7. Sensory Adaptation

   • Tonic Receptors: Adapt slowly; maintain consistent response to a stimulus.
   • Phasic Receptors: Adapt quickly; respond to changes in stimuli.
   • Sensory adaptation allows ignoring of non-critical stimuli.

8. Mechanoreceptors

   • Free Nerve Endings: Detect touch, pressure, pain.
   • Encapsulated Receptors: Include:
     • Meissner Corpuscles: Light touch.
     • Pacinian Corpuscles: Deep pressure and vibration.
     • Ruffini Endings: Detect heavy pressure and stretching.
   • Muscle Spindles: Monitor muscle length.
   • Golgi Tendon Organs: Monitor muscle tension.

9. Human Ear Structures

   • Outer Ear: Collects sound waves (Pinna).
   • Middle Ear: Amplifies sound (malleus, incus, stapes); pressure regulation via auditory tube.
   • Inner Ear: Contains structures for hearing and equilibrium (cochlea, semicircular canals).
   • Cochlea: Converts sound waves into fluid pressure waves. Contains the Organ of Corti for mechanotransduction.

10. Pitch Detection

    • Pitch is determined by the frequency of sound waves (Hz).
    • Loudness is dictated by the amplitude of these waves.

11. Gustation Process

    • Taste buds consist of 50-150 receptor cells in different regions of the tongue and are involved in detecting sweet, sour, bitter, and umami flavors.
    • Communicated via cranial nerves.

12. Olfaction Process

    • Involves olfactory epithelium and receptor cells (bipolar) that connect to the olfactory bulb, interfacing with the brain to localize smells.

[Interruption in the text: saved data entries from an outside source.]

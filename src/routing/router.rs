use super::endpoint::{join_prefix, EndpointSpec, Route, RouterContext};
use crate::error::ConfigError;
use crate::handler::{Handler, HandlerRequest, HandlerResponse};
use crate::params::Signature;
use http::Method;
use std::fmt;
use std::sync::Arc;
use tracing::{debug, info};

/// A resolved endpoint together with its handler.
#[derive(Clone)]
pub struct Endpoint {
    pub spec: EndpointSpec,
    pub handler: Handler,
}

impl fmt::Debug for Endpoint {
    fn fmt(&self, f: &mut fmt::Formatter<'_>) -> fmt::Result {
        f.debug_struct("Endpoint")
            .field("spec", &self.spec)
            .finish_non_exhaustive()
    }
}

/// Group of routes sharing a URL prefix, tags and the auto-documentation flag.
///
/// Routes are checked when added so a malformed rule or dependency fails at
/// the call site; they are resolved again against the final prefix when the
/// router is registered with an application.
///
/// ```
/// use brrtkit::handler::HandlerResponse;
/// use brrtkit::params::Arg;
/// use brrtkit::routing::{ApiRouter, Route};
///
/// let mut pets = ApiRouter::new("pets").prefix("/pets");
/// pets.add(Route::get("/{pet_id}", "get_pet").arg(Arg::integer("pet_id")), |req| {
///     let id: i64 = req.args.get("pet_id")?;
///     Ok(HandlerResponse::text(200, id.to_string()))
/// })
/// .unwrap();
///
/// let mut api = ApiRouter::new("api").prefix("/api/");
/// api.include_router(pets);
/// let endpoints = api.resolve().unwrap();
/// assert_eq!(endpoints[0].spec.rule, "/api/pets/{pet_id}");
/// ```
pub struct ApiRouter {
    name: String,
    url_prefix: String,
    tags: Option<Vec<String>>,
    auto_swagger: bool,
    routes: Vec<(Route, Handler)>,
    children: Vec<ApiRouter>,
}

impl ApiRouter {
    pub fn new(name: impl Into<String>) -> Self {
        Self {
            name: name.into(),
            url_prefix: String::new(),
            tags: None,
            auto_swagger: true,
            routes: Vec::new(),
            children: Vec::new(),
        }
    }

    #[must_use]
    pub fn prefix(mut self, url_prefix: impl Into<String>) -> Self {
        self.url_prefix = url_prefix.into();
        self
    }

    /// Tags added to every route. Defaults to the router name.
    #[must_use]
    pub fn tags<I, S>(mut self, tags: I) -> Self
    where
        I: IntoIterator<Item = S>,
        S: Into<String>,
    {
        self.tags = Some(tags.into_iter().map(Into::into).collect());
        self
    }

    #[must_use]
    pub fn auto_swagger(mut self, enabled: bool) -> Self {
        self.auto_swagger = enabled;
        self
    }

    pub fn name(&self) -> &str {
        &self.name
    }

    fn router_tags(&self) -> Vec<String> {
        self.tags.clone().unwrap_or_else(|| vec![self.name.clone()])
    }

    /// Register `route` with `handler`.
    ///
    /// # Arguments
    ///
    /// * `route` - Method, rule, documentation and argument declarations
    /// * `handler` - Function invoked with the bound arguments
    ///
    /// # Errors
    ///
    /// A [`ConfigError`] for a malformed rule, an unresolvable dependency or a
    /// parameter schema that does not compile.
    pub fn add<H>(&mut self, route: Route, handler: H) -> Result<&mut Self, ConfigError>
    where
        H: Fn(HandlerRequest) -> anyhow::Result<HandlerResponse> + Send + Sync + 'static,
    {
        let tags = self.router_tags();
        let spec = EndpointSpec::resolve(
            &route,
            &RouterContext {
                prefix: &self.url_prefix,
                tags: &tags,
                auto_swagger: self.auto_swagger,
            },
        )?;
        debug!(
            router = %self.name,
            method = %spec.method,
            rule = %spec.rule,
            operation = %spec.operation,
            params = spec.params.len(),
            "Route added"
        );
        self.routes.push((route, Arc::new(handler)));
        Ok(self)
    }

    fn add_method<H>(
        &mut self,
        method: Method,
        rule: &str,
        operation: &str,
        signature: Signature,
        handler: H,
    ) -> Result<&mut Self, ConfigError>
    where
        H: Fn(HandlerRequest) -> anyhow::Result<HandlerResponse> + Send + Sync + 'static,
    {
        self.add(Route::new(method, rule, operation).args(signature), handler)
    }

    /// `GET` route with default documentation.
    ///
    /// # Errors
    ///
    /// See [`ApiRouter::add`].
    pub fn get<H>(
        &mut self,
        rule: &str,
        operation: &str,
        signature: Signature,
        handler: H,
    ) -> Result<&mut Self, ConfigError>
    where
        H: Fn(HandlerRequest) -> anyhow::Result<HandlerResponse> + Send + Sync + 'static,
    {
        self.add_method(Method::GET, rule, operation, signature, handler)
    }

    /// `POST` route with default documentation.
    ///
    /// # Errors
    ///
    /// See [`ApiRouter::add`].
    pub fn post<H>(
        &mut self,
        rule: &str,
        operation: &str,
        signature: Signature,
        handler: H,
    ) -> Result<&mut Self, ConfigError>
    where
        H: Fn(HandlerRequest) -> anyhow::Result<HandlerResponse> + Send + Sync + 'static,
    {
        self.add_method(Method::POST, rule, operation, signature, handler)
    }

    /// `PUT` route with default documentation.
    ///
    /// # Errors
    ///
    /// See [`ApiRouter::add`].
    pub fn put<H>(
        &mut self,
        rule: &str,
        operation: &str,
        signature: Signature,
        handler: H,
    ) -> Result<&mut Self, ConfigError>
    where
        H: Fn(HandlerRequest) -> anyhow::Result<HandlerResponse> + Send + Sync + 'static,
    {
        self.add_method(Method::PUT, rule, operation, signature, handler)
    }

    /// `DELETE` route with default documentation.
    ///
    /// # Errors
    ///
    /// See [`ApiRouter::add`].
    pub fn delete<H>(
        &mut self,
        rule: &str,
        operation: &str,
        signature: Signature,
        handler: H,
    ) -> Result<&mut Self, ConfigError>
    where
        H: Fn(HandlerRequest) -> anyhow::Result<HandlerResponse> + Send + Sync + 'static,
    {
        self.add_method(Method::DELETE, rule, operation, signature, handler)
    }

    /// `PATCH` route with default documentation.
    ///
    /// # Errors
    ///
    /// See [`ApiRouter::add`].
    pub fn patch<H>(
        &mut self,
        rule: &str,
        operation: &str,
        signature: Signature,
        handler: H,
    ) -> Result<&mut Self, ConfigError>
    where
        H: Fn(HandlerRequest) -> anyhow::Result<HandlerResponse> + Send + Sync + 'static,
    {
        self.add_method(Method::PATCH, rule, operation, signature, handler)
    }

    /// Nest `child` beneath this router's prefix.
    pub fn include_router(&mut self, child: ApiRouter) -> &mut Self {
        self.children.push(child);
        self
    }

    /// Resolve every route, nested routers included, into endpoints with
    /// their full rules.
    ///
    /// # Errors
    ///
    /// The first [`ConfigError`] met while resolving.
    pub fn resolve(&self) -> Result<Vec<Endpoint>, ConfigError> {
        let mut out = Vec::new();
        self.resolve_into("", true, &mut out)?;
        Ok(out)
    }

    fn resolve_into(
        &self,
        parent_prefix: &str,
        parent_auto_swagger: bool,
        out: &mut Vec<Endpoint>,
    ) -> Result<(), ConfigError> {
        let prefix = join_prefix(parent_prefix, &self.url_prefix);
        let tags = self.router_tags();
        let auto_swagger = parent_auto_swagger && self.auto_swagger;
        let ctx = RouterContext {
            prefix: &prefix,
            tags: &tags,
            auto_swagger,
        };
        for (route, handler) in &self.routes {
            out.push(Endpoint {
                spec: EndpointSpec::resolve(route, &ctx)?,
                handler: Arc::clone(handler),
            });
        }
        for child in &self.children {
            child.resolve_into(&prefix, auto_swagger, out)?;
        }
        Ok(())
    }
}

impl fmt::Debug for ApiRouter {
    fn fmt(&self, f: &mut fmt::Formatter<'_>) -> fmt::Result {
        f.debug_struct("ApiRouter")
            .field("name", &self.name)
            .field("url_prefix", &self.url_prefix)
            .field("routes", &self.routes.len())
            .field("children", &self.children)
            .finish_non_exhaustive()
    }
}

/// Ordered list of registered endpoints.
///
/// Filled at startup and read afterwards by the route table and the
/// document generator.
#[derive(Debug, Clone, Default)]
pub struct EndpointRegistry {
    endpoints: Vec<Arc<Endpoint>>,
}

impl EndpointRegistry {
    pub fn new() -> Self {
        Self::default()
    }

    /// Append an endpoint.
    ///
    /// # Errors
    ///
    /// [`ConfigError::DuplicateRoute`] when the method and rule are taken.
    pub fn register(&mut self, endpoint: Endpoint) -> Result<(), ConfigError> {
        let taken = self
            .endpoints
            .iter()
            .any(|e| e.spec.method == endpoint.spec.method && e.spec.rule == endpoint.spec.rule);
        if taken {
            return Err(ConfigError::DuplicateRoute {
                method: endpoint.spec.method.to_string(),
                rule: endpoint.spec.rule,
            });
        }
        info!(
            method = %endpoint.spec.method,
            rule = %endpoint.spec.rule,
            operation = %endpoint.spec.operation,
            "Endpoint registered"
        );
        self.endpoints.push(Arc::new(endpoint));
        Ok(())
    }

    /// Resolve `router` and register all of its endpoints.
    ///
    /// # Errors
    ///
    /// See [`ApiRouter::resolve`] and [`EndpointRegistry::register`].
    pub fn register_router(&mut self, router: &ApiRouter) -> Result<usize, ConfigError> {
        let endpoints = router.resolve()?;
        let count = endpoints.len();
        for endpoint in endpoints {
            self.register(endpoint)?;
        }
        Ok(count)
    }

    pub fn iter(&self) -> impl Iterator<Item = &Arc<Endpoint>> {
        self.endpoints.iter()
    }

    pub fn specs(&self) -> impl Iterator<Item = &EndpointSpec> {
        self.endpoints.iter().map(|e| &e.spec)
    }

    pub fn len(&self) -> usize {
        self.endpoints.len()
    }

    pub fn is_empty(&self) -> bool {
        self.endpoints.is_empty()
    }
}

13. Photoreceptor Comparison

    • Differences exist between eyespots, compound eyes, and camera eyes in terms of structure and function.
    • Compound Eyes: Composed of multiple units (ommatidia) focused toward movement detection rather than fine shape resolution.

14. Human Eye Structures

    • Cornea: Initial focus of light.
    • Lens: Focuses light onto retina, can change shape for accommodation.
    • Retina: Contains rods (sensitive to light) and cones (color detection).
    • Differences in accommodation are also noted (myopia, hyperopia).

15. Vision Types

    • Monocular Vision: Wide field, but less depth perception.
    • Binocular Vision: Provides depth perception through simultaneous input from both eyes.
    • Distinction between optic nerve, optic tract, and optic chiasm is vital for understanding visual signal processing.